Photo credit: Boundless
We’ve reached week five of The Apprentice and the teams were tasked with producing a book for three- to five-year-olds with an accompanying audio version. The task was pretty demanding but the business components were clear. Lord Sugar was testing their market research, creativity and sales skills. As usual, there were some fatal mistakes made, with just a little bit of entrepreneurial spark on show.
Horses for courses
It’s a common lesson of The Apprentice: know your people and assign them to the tasks that play on their strengths. Sugar pointed out Sam’s background in creative writing and literature during the brief and assigned him to team Connexus, clearly prompting Sam to pitch himself as project manager, which he rightly did.
Meanwhile, no one mentioned that April had a degree in creative writing, not even April herself, who kept this information from the team until after the decision on project manager was made. It seemed that April – and other members of the team – were letting Charleine take the lead almost in anticipation of her failure in order to protect themselves. And Charleine made a fundamental mistake in not choosing Richard, her strongest salesperson, as the person to pitch to the big retailers. This was a decision that Sugar pulled her up for in the boardroom and one from which she needs to learn.
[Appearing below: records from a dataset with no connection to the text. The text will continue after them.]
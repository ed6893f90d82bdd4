//! Cache store contract tests against the in-process backend.

use std::sync::Arc;
use std::time::Duration;

use coffer_core::{ConfigError, CryptoService};
use coffer_storage::{
    scoped_key, Backend, CacheStore, CacheValue, ConnectionConfig, DeleteOption, GetOption,
    KvCacheStore, ListOption, MemoryCacheStore, MemoryConnector, SetOption, StoreOption,
};
use coffer_test_utils::assertions::{
    assert_config_error, assert_envelope_error, assert_lifecycle_error,
};
use coffer_test_utils::fixtures::{aes_service, credentials, init_tracing, large_string};
use coffer_test_utils::generators::{arb_cache_value, arb_key_suffix, arb_tenant};
use coffer_test_utils::{
    FailingCryptoService, MockCryptoService, UnavailableCryptoService, MOCK_MARKER,
};
use proptest::prelude::*;

const PASSWORD: &str = "super_secret_password";

fn config() -> ConnectionConfig {
    ConnectionConfig::new("localhost:6379", PASSWORD, 2)
}

async fn ready_store(options: Vec<StoreOption>) -> MemoryCacheStore {
    init_tracing();
    let mut store = KvCacheStore::new(MemoryConnector::new(), config(), options).unwrap();
    store.init(vec![]).await.unwrap();
    store
}

async fn encrypted_store() -> MemoryCacheStore {
    ready_store(vec![StoreOption::crypto_service(Arc::new(aes_service()))]).await
}

async fn set(store: &MemoryCacheStore, key: &str, value: impl Into<CacheValue>) {
    store
        .set(vec![SetOption::key_value(key, value)])
        .await
        .unwrap();
}

async fn get(store: &MemoryCacheStore, key: &str) -> Option<CacheValue> {
    store
        .get(vec![GetOption::key(key)])
        .await
        .unwrap()
        .map(|entry| entry.into_value())
}

// ============================================================================
// BASIC OPERATIONS
// ============================================================================

#[tokio::test]
async fn test_get_unset_key_returns_none() {
    let store = ready_store(vec![]).await;
    assert_eq!(get(&store, "missing").await, None);
}

#[tokio::test]
async fn test_set_get_scalars() {
    let store = ready_store(vec![]).await;
    set(&store, "key1", "value1").await;
    set(&store, "key2", true).await;
    set(&store, "key3", 42).await;

    assert_eq!(get(&store, "key1").await, Some(CacheValue::from("value1")));
    assert_eq!(get(&store, "key2").await, Some(CacheValue::Bool(true)));
    assert_eq!(get(&store, "key3").await, Some(CacheValue::Number(42.0)));
}

#[tokio::test]
async fn test_get_returns_key_and_no_expiry() {
    let store = ready_store(vec![]).await;
    store
        .set(vec![
            SetOption::key_value("key1", "value1"),
            SetOption::expiration(Duration::from_secs(30)),
        ])
        .await
        .unwrap();

    let entry = store
        .get(vec![GetOption::key("key1")])
        .await
        .unwrap()
        .unwrap();
    assert_eq!(entry.key, "key1");
    assert!(entry.expired_at.is_none());
}

#[tokio::test]
async fn test_set_twice_is_idempotent() {
    let store = ready_store(vec![]).await;
    set(&store, "key1", "value1").await;
    set(&store, "key1", "value1").await;

    assert_eq!(get(&store, "key1").await, Some(CacheValue::from("value1")));
    let (entries, total) = store.list(vec![]).await.unwrap();
    assert_eq!(total, 1);
    assert_eq!(entries[0].key, "key1");
}

#[tokio::test]
async fn test_set_replaces_value() {
    let store = ready_store(vec![]).await;
    set(&store, "key1", credentials()).await;
    set(&store, "key1", "plain").await;
    assert_eq!(get(&store, "key1").await, Some(CacheValue::from("plain")));
}

#[tokio::test]
async fn test_empty_and_large_values() {
    let store = encrypted_store().await;
    set(&store, "empty", "").await;
    set(&store, "large", large_string(100 * 1024)).await;

    assert_eq!(get(&store, "empty").await, Some(CacheValue::from("")));
    assert_eq!(get(&store, "large").await, Some(large_string(100 * 1024)));
}

#[tokio::test]
async fn test_delete() {
    let store = ready_store(vec![]).await;
    set(&store, "key1", "value1").await;

    store.delete(vec![DeleteOption::key("key1")]).await.unwrap();
    assert_eq!(get(&store, "key1").await, None);

    store
        .delete(vec![DeleteOption::key("non-existent-key")])
        .await
        .unwrap();
}

#[tokio::test]
async fn test_expiration() {
    let store = ready_store(vec![]).await;
    store
        .set(vec![
            SetOption::key_value("key1", "value1"),
            SetOption::expiration(Duration::from_millis(100)),
        ])
        .await
        .unwrap();
    assert!(get(&store, "key1").await.is_some());

    tokio::time::sleep(Duration::from_millis(200)).await;
    assert_eq!(get(&store, "key1").await, None);
}

#[tokio::test]
async fn test_zero_expiration_never_expires() {
    let store = ready_store(vec![]).await;
    store
        .set(vec![
            SetOption::key_value("key1", "value1"),
            SetOption::expiration(Duration::ZERO),
        ])
        .await
        .unwrap();
    tokio::time::sleep(Duration::from_millis(20)).await;
    assert!(get(&store, "key1").await.is_some());
}

#[tokio::test]
async fn test_expiration_beyond_clock_range_never_expires() {
    let store = ready_store(vec![]).await;
    store
        .set(vec![
            SetOption::key_value("key1", "value1"),
            SetOption::expiration(Duration::MAX),
        ])
        .await
        .unwrap();
    assert_eq!(get(&store, "key1").await, Some(CacheValue::from("value1")));
}

#[tokio::test]
async fn test_reset_and_total() {
    let store = ready_store(vec![]).await;
    set(&store, "key1", "value1").await;
    set(&store, "key2", "value2").await;
    assert_eq!(store.total().await, 2);

    store.reset().await.unwrap();
    assert_eq!(store.total().await, 0);
    assert_eq!(get(&store, "key1").await, None);
}

// ============================================================================
// TENANT LISTING
// ============================================================================

#[tokio::test]
async fn test_list_by_tenant() {
    let store = ready_store(vec![]).await;
    set(&store, "tenant1-key1", "value1").await;
    set(&store, "tenant1-key2", "value2").await;
    set(&store, "tenant2-key1", "value3").await;
    set(&store, "tenant2-key2", "value4").await;
    set(&store, "key-without-tenant", "value5").await;

    let (entries, total) = store
        .list(vec![ListOption::tenant_uuid("tenant1")])
        .await
        .unwrap();
    assert_eq!(total, 2);
    assert!(entries.iter().all(|e| e.key.starts_with("tenant1-")));

    let (entries, total) = store.list(vec![]).await.unwrap();
    assert_eq!(total, 5);
    assert_eq!(entries.len(), 5);
}

#[tokio::test]
async fn test_list_tenant_is_not_a_bare_prefix() {
    let store = ready_store(vec![]).await;
    set(&store, "tenant1-key", "a").await;
    set(&store, "tenant10-key", "b").await;

    let (entries, total) = store
        .list(vec![ListOption::tenant_uuid("tenant1")])
        .await
        .unwrap();
    assert_eq!(total, 1);
    assert_eq!(entries[0].key, "tenant1-key");
}

#[tokio::test]
async fn test_list_with_uuid_tenants() {
    let store = ready_store(vec![]).await;
    let tenant = uuid::Uuid::now_v7();
    let other = uuid::Uuid::now_v7();
    set(&store, &scoped_key(tenant, "a"), 1).await;
    set(&store, &scoped_key(tenant, "b"), 2).await;
    set(&store, &scoped_key(other, "a"), 3).await;

    let (_, total) = store
        .list(vec![ListOption::tenant_uuid(tenant)])
        .await
        .unwrap();
    assert_eq!(total, 2);
}

// ============================================================================
// ENCRYPTION
// ============================================================================

#[tokio::test]
async fn test_encrypted_roundtrip_hides_plaintext() {
    let store = encrypted_store().await;
    set(&store, "secret-key", credentials()).await;

    let raw = store
        .backend()
        .unwrap()
        .get("secret-key")
        .await
        .unwrap()
        .unwrap();
    assert!(!String::from_utf8_lossy(&raw).contains("super_secret"));

    let value = get(&store, "secret-key").await.unwrap();
    assert_eq!(
        value.get("username").and_then(|v| v.as_str()),
        Some("john_doe")
    );
    assert_eq!(value, credentials());
}

#[tokio::test]
async fn test_encrypted_list_by_tenant() {
    let store = encrypted_store().await;
    set(&store, "tenant1-secret1", "encrypted_value1").await;
    set(&store, "tenant1-secret2", "encrypted_value2").await;
    set(&store, "tenant2-secret1", "encrypted_value3").await;

    let (entries, total) = store
        .list(vec![ListOption::tenant_uuid("tenant1")])
        .await
        .unwrap();
    assert_eq!(total, 2);
    for entry in entries {
        assert!(entry
            .value
            .as_str()
            .is_some_and(|v| v.starts_with("encrypted_value")));
    }
}

#[tokio::test]
async fn test_tampered_value_fails_get_and_is_skipped_by_list() {
    let store = encrypted_store().await;
    set(&store, "valid1", "value1").await;
    set(&store, "valid2", "value2").await;
    store
        .backend()
        .unwrap()
        .set("tampered", b"invalid encrypted data".to_vec(), None)
        .await
        .unwrap();

    let result = store.get(vec![GetOption::key("tampered")]).await;
    assert_envelope_error(&result);
    assert!(result
        .unwrap_err()
        .to_string()
        .contains("failed to decrypt value"));

    let (entries, total) = store.list(vec![]).await.unwrap();
    assert_eq!(total, 2);
    assert!(entries.iter().all(|e| e.key.starts_with("valid")));
}

#[tokio::test]
async fn test_encrypt_failure_fails_set() {
    let store = ready_store(vec![StoreOption::crypto_service(Arc::new(
        FailingCryptoService,
    ))])
    .await;

    assert_envelope_error(&store.set(vec![SetOption::key_value("key1", "value1")]).await);
    let backend = store.backend().unwrap();
    assert_eq!(backend.get("key1").await.unwrap(), None);
    assert_eq!(store.total().await, 0);
}

#[tokio::test]
async fn test_non_finite_number_fails_set() {
    let store = ready_store(vec![]).await;
    assert_envelope_error(
        &store
            .set(vec![SetOption::key_value("key1", CacheValue::Number(f64::NAN))])
            .await,
    );
    assert_eq!(get(&store, "key1").await, None);
}

#[tokio::test]
async fn test_empty_ciphertext_fails_get() {
    let store = encrypted_store().await;
    store
        .backend()
        .unwrap()
        .set("empty", Vec::new(), None)
        .await
        .unwrap();
    assert_envelope_error(&store.get(vec![GetOption::key("empty")]).await);
}

#[tokio::test]
async fn test_crypto_service_is_consulted_only_when_configured() {
    let service = Arc::new(MockCryptoService::new());
    let store = ready_store(vec![StoreOption::crypto_service(service.clone())]).await;

    set(&store, "key1", "value1").await;
    assert_eq!(service.encrypt_calls(), 1);
    let raw = store.backend().unwrap().get("key1").await.unwrap().unwrap();
    assert!(raw.starts_with(MOCK_MARKER));

    assert_eq!(get(&store, "key1").await, Some(CacheValue::from("value1")));
    assert_eq!(service.decrypt_calls(), 1);

    let plain = ready_store(vec![]).await;
    set(&plain, "key1", "value1").await;
    let raw = plain.backend().unwrap().get("key1").await.unwrap().unwrap();
    assert_eq!(raw, b"\"value1\"");
}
Charleine’s mistake in not choosing Richard for the pitching team was further exacerbated by her reluctance to trust him, despite having made him sub-team leader, a decision that she explained as a way to “shut him up” (Sugar’s words) and keep his strong personality in check. She wouldn’t let him speak to her on the phone and persistently asked for David to take her calls instead. She came across as immature and failed to do something good managers should: put trust in her team.
Know your numbers
As Lord Sugar himself said in a recent guest post for Company Check, one of the key lessons of business is to know your numbers. But, for some reason, the candidates continue to fail dismally in this department. In the negotiations, a number of the candidates stumbled as they didn’t seem to know how much they could viably sell their products for. Sam in particular demonstrated an immaturity in business by failing to put together any kind of sales strategy. Sales targets aren’t a new concept: know your costs, know your margins and be prepared to use that knowledge in a pitch to ensure both sides get a deal they are happy with.
On the other team, Natalie’s pitch went to pieces when she couldn’t answer the shop owner’s questions about discount percentages and Selina, in a throwback to last week’s inability to calculate the cost of a cat toy, blamed the fact she is “not amazing at mental arithmetic” for her weak negotiations with the retailers. Sugar pulled them both up on this in the boardroom, rightly stating that the numbers were the team’s numbers and they should all take ownership.
Natalie was rightly fired for her catastrophic pitch – having a cold was no excuse – and Sam was incredibly fortunate to survive. He was indecisive throughout the task and even struggled to decide who to bring back into the boardroom. Lord Sugar gave him a final warning so his luck could run out soon if he doesn’t up his game.